* [What to do]
A faithful transcription of all lines below is the expected answer.

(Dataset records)
BEGIN

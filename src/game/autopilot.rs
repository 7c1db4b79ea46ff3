use macroquad::rand::gen_range;

use crate::config::GameConfig;
use crate::game::math::{Direction, Rect};
use crate::game::snake::Snake;

/// Drives the menu snake. Wall avoidance is checked every step, a random
/// perpendicular turn is taken once per interval.
pub struct Autopilot {
    timer: f32,
    interval: f32,
    wall_margin: f32,
}

/// Free room between `head` and the arena edge in `direction`.
fn room(head: &Rect, arena: &Rect, direction: Direction) -> f32 {
    match direction {
        Direction::Up => head.top() - arena.top(),
        Direction::Down => arena.bottom() - head.bottom(),
        Direction::Left => head.left() - arena.left(),
        Direction::Right => arena.right() - head.right(),
        Direction::Zero => f32::INFINITY,
    }
}

impl Autopilot {
    pub fn new(config: &GameConfig) -> Self {
        Self {
            timer: 0.0,
            interval: config.autopilot_interval,
            wall_margin: config.autopilot_wall_margin,
        }
    }

    pub fn reset(&mut self) {
        self.timer = 0.0;
    }

    pub fn tick(&mut self, dt: f32, snake: &Snake, arena: &Rect) -> Option<Direction> {
        self.timer += dt;
        if snake.is_turn_locked() {
            return None;
        }

        let head = snake.head_bounds();
        let facing = snake.direction();
        let [a, b] = facing.perpendiculars();

        if room(&head, arena, facing) < self.wall_margin {
            self.timer = 0.0;
            let pick = if room(&head, arena, a) >= room(&head, arena, b) { a } else { b };
            return Some(pick);
        }

        if self.timer < self.interval {
            return None;
        }
        self.timer -= self.interval;

        // skip a random turn that would point straight at a nearby wall
        let open: Vec<Direction> = [a, b]
            .into_iter()
            .filter(|d| room(&head, arena, *d) >= self.wall_margin)
            .collect();
        match open.len() {
            0 => None,
            1 => Some(open[0]),
            n => Some(open[gen_range(0, n)]),
        }
    }
}

#[cfg(test)]
mod tests {
    use macroquad::prelude::vec2;

    use super::*;
    use crate::game::collision::boundary_check;

    const STEP: f32 = 1.0 / 60.0;

    #[test]
    fn turns_away_from_a_close_wall() {
        let cfg = GameConfig::default();
        let arena = cfg.arena_bounds();
        let snake = Snake::new_at(&cfg, vec2(900.0, arena.top() + 40.0), Direction::Up);
        let mut pilot = Autopilot::new(&cfg);
        assert_eq!(pilot.tick(STEP, &snake, &arena), Some(Direction::Left));
    }

    #[test]
    fn waits_for_the_interval_in_open_space() {
        let cfg = GameConfig::default();
        let arena = cfg.arena_bounds();
        let snake = Snake::new(&cfg);
        let mut pilot = Autopilot::new(&cfg);
        for _ in 0..59 {
            assert_eq!(pilot.tick(STEP, &snake, &arena), None);
        }
        let turn = pilot.tick(STEP * 2.0, &snake, &arena);
        assert!(matches!(turn, Some(Direction::Left | Direction::Right)));
    }

    #[test]
    fn keeps_the_snake_inside_for_a_long_demo() {
        let cfg = GameConfig::default();
        let arena = cfg.arena_bounds();
        let mut snake = Snake::new(&cfg);
        let mut pilot = Autopilot::new(&cfg);
        for _ in 0..60 * 120 {
            if let Some(d) = pilot.tick(STEP, &snake, &arena) {
                snake.steer(d);
            }
            snake.update(STEP);
            assert!(!boundary_check(&snake.head_bounds(), &arena));
        }
    }
}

END

* [Exercise result]
filename src/game/autopilot.rs
repository 7c1db4b79ea46ff3
use macroquad::rand::gen_range;

use crate::config::GameConfig;
use crate::game::math::{Direction, Rect};
use crate::game::snake::Snake;

/// Drives the menu snake. Wall avoidance is checked every step, a random
/// perpendicular turn is taken once per interval.
pub struct Autopilot {
    timer: f32,
    interval: f32,
    wall_margin: f32,
}

/// Free room between `head` and the arena edge in `direction`.
fn room(head: &Rect, arena: &Rect, direction: Direction) -> f32 {
    match direction {
        Direction::Up => head.top() - arena.top(),
        Direction::Down => arena.bottom() - head.bottom(),
        Direction::Left => head.left() - arena.left(),
        Direction::Right => arena.right() - head.right(),
        Direction::Zero => f32::INFINITY,
    }
}

impl Autopilot {
    pub fn new(config: &GameConfig) -> Self {
        Self {
            timer: 0.0,
            interval: config.autopilot_interval,
            wall_margin: config.autopilot_wall_margin,
        }
    }

    pub fn reset(&mut self) {
        self.timer = 0.0;
    }

    pub fn tick(&mut self, dt: f32, snake: &Snake, arena: &Rect) -> Option<Direction> {
        self.timer += dt;
        if snake.is_turn_locked() {
            return None;
        }

        let head = snake.head_bounds();
        let facing = snake.direction();
        let [a, b] = facing.perpendiculars();

        if room(&head, arena, facing) < self.wall_margin {
            self.timer = 0.0;
            let pick = if room(&head, arena, a) >= room(&head, arena, b) { a } else { b };
            return Some(pick);
        }

        if self.timer < self.interval {
            return None;
        }
        self.timer -= self.interval;

        // skip a random turn that would point straight at a nearby wall
        let open: Vec<Direction> = [a, b]
            .into_iter()
            .filter(|d| room(&head, arena, *d) >= self.wall_margin)
            .collect();
        match open.len() {
            0 => None,
            1 => Some(open[0]),
            n => Some(open[gen_range(0, n)]),
        }
    }
}

#[cfg(test)]
mod tests {
    use macroquad::prelude::vec2;

    use super::*;
    use crate::game::collision::boundary_check;

    const STEP: f32 = 1.0 / 60.0;

    #[test]
    fn turns_away_from_a_close_wall() {
        let cfg = GameConfig::default();
        let arena = cfg.arena_bounds();
        let snake = Snake::new_at(&cfg, vec2(900.0, arena.top() + 40.0), Direction::Up);
        let mut pilot = Autopilot::new(&cfg);
        assert_eq!(pilot.tick(STEP, &snake, &arena), Some(Direction::Left));
    }

    #[test]
    fn waits_for_the_interval_in_open_space() {
        let cfg = GameConfig::default();
        let arena = cfg.arena_bounds();
        let snake = Snake::new(&cfg);
        let mut pilot = Autopilot::new(&cfg);
        for _ in 0..59 {
            assert_eq!(pilot.tick(STEP, &snake, &arena), None);
        }
        let turn = pilot.tick(STEP * 2.0, &snake, &arena);
        assert!(matches!(turn, Some(Direction::Left | Direction::Right)));
    }

    #[test]
    fn keeps_the_snake_inside_for_a_long_demo() {
        let cfg = GameConfig::default();
        let arena = cfg.arena_bounds();
        let mut snake = Snake::new(&cfg);
        let mut pilot = Autopilot::new(&cfg);
        for _ in 0..60 * 120 {
            if let Some(d) = pilot.tick(STEP, &snake, &arena) {
                snake.steer(d);
            }
            snake.update(STEP);
            assert!(!boundary_check(&snake.head_bounds(), &arena));
        }
    }
}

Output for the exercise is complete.